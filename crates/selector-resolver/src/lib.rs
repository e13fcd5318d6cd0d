//! Selector Resolver (C6): orchestrates the 5-tier resolution pipeline --
//! KnowledgeBase, FrameworkRule, Heuristic+Semantic (parallel), AI,
//! Fallback -- and returns a `ResolutionResult` with confidence and
//! alternatives. Never fails: the lowest tier always produces *something*,
//! down to `Tier::Failed` if every tier comes up empty.

pub mod errors;
pub mod raw_selector;
pub mod resolver;

pub use errors::ResolverError;
pub use resolver::{ResolverConfig, SelectorResolver, TierCounters};
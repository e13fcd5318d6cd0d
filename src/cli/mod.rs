pub mod args;
pub mod config_cmd;
pub mod kb;
pub mod patterns;
pub mod run;
pub mod runtime;

use anyhow::Result;
use clap::Parser;
use tracing::{error, info};

use args::{CliArgs, Commands, OutputFormat};
use runtime::{init_logging, load_config, LoadedConfig};

pub async fn execute() -> Result<()> {
    let cli = CliArgs::parse();
    init_logging(&cli.log_level, cli.debug)?;

    info!("starting wayfarer v{}", env!("CARGO_PKG_VERSION"));

    let LoadedConfig { config, path } = load_config(cli.config.as_ref())?;
    let json_output = matches!(cli.output, OutputFormat::Json);

    let outcome = dispatch(cli.command, &config, &path, json_output).await;
    if let Err(err) = &outcome {
        error!("command failed: {err:#}");
    }
    outcome
}

async fn dispatch(command: Commands, config: &crate::config::RunnerConfig, config_path: &std::path::Path, json_output: bool) -> Result<()> {
    match command {
        Commands::Run(args) => run::cmd_run(args, config, json_output).await,
        Commands::Kb(args) => kb::cmd_kb(args, &config.knowledge_dir, config.stale_after_days, config.decay_rate),
        Commands::Patterns(args) => patterns::cmd_patterns(args, &config.knowledge_dir),
        Commands::Config(args) => config_cmd::cmd_config(args, config_path, config),
        Commands::Info => {
            println!("wayfarer v{}", env!("CARGO_PKG_VERSION"));
            println!("knowledge dir: {}", config.knowledge_dir.display());
            println!("config: {}", config_path.display());
            Ok(())
        }
    }
}
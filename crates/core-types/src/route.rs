//! Routing/addressing types shared by the driver, resolver, and orchestrator.

use serde::{Deserialize, Serialize};
use std::fmt;

/// Identifies the (domain, page-path) pair a step executes against -- the
/// knowledge-store partition key.
#[derive(Debug, Clone, PartialEq, Eq, Hash, Serialize, Deserialize)]
pub struct PageKey {
    pub domain: String,
    pub page: String,
}

impl PageKey {
    pub fn new(domain: impl Into<String>, page: impl Into<String>) -> Self {
        Self {
            domain: domain.into(),
            page: page.into(),
        }
    }

    /// Derive a `PageKey` from a URL: domain is the host, page is the path
    /// with any trailing query/fragment stripped.
    pub fn from_url(url: &str) -> Self {
        let without_scheme = url.split("://").nth(1).unwrap_or(url);
        let mut parts = without_scheme.splitn(2, '/');
        let domain = parts.next().unwrap_or("").to_string();
        let rest = parts.next().unwrap_or("");
        let page = format!(
            "/{}",
            rest.split('?').next().unwrap_or("").split('#').next().unwrap_or("")
        );
        Self { domain, page }
    }
}

impl fmt::Display for PageKey {
    fn fmt(&self, f: &mut fmt::Formatter<'_>) -> fmt::Result {
        write!(f, "{}{}", self.domain, self.page)
    }
}

/// Identifies the live browser target (session/page/frame) a driver call
/// executes against. Mirrors the shape the driver contract expects but stays
/// a plain value type so the core crates never depend on a concrete driver.
#[derive(Debug, Clone, PartialEq, Eq, Serialize, Deserialize)]
pub struct ExecRoute {
    pub session_id: String,
    pub page_id: String,
    pub frame_id: String,
}

impl ExecRoute {
    pub fn new(session_id: impl Into<String>, page_id: impl Into<String>, frame_id: impl Into<String>) -> Self {
        Self {
            session_id: session_id.into(),
            page_id: page_id.into(),
            frame_id: frame_id.into(),
        }
    }

    pub fn main_frame(session_id: impl Into<String>, page_id: impl Into<String>) -> Self {
        let page_id = page_id.into();
        Self {
            session_id: session_id.into(),
            frame_id: page_id.clone(),
            page_id,
        }
    }
}

impl fmt::Display for ExecRoute {
    fn fmt(&self, f: &mut fmt::Formatter<'_>) -> fmt::Result {
        write!(
            f,
            "session={} page={} frame={}",
            self.session_id, self.page_id, self.frame_id
        )
    }
}

#[cfg(test)]
mod tests {
    use super::*;

    #[test]
    fn page_key_from_url_strips_query_and_fragment() {
        let key = PageKey::from_url("https://example.com/login?next=/home#top");
        assert_eq!(key.domain, "example.com");
        assert_eq!(key.page, "/login");
    }
}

# # # #

Where the string "patterns" occurs in a line of the material above, copy the whole line.

pub mod patterns;
        Commands::Patterns(args) => patterns::cmd_patterns(args, &config.knowledge_dir),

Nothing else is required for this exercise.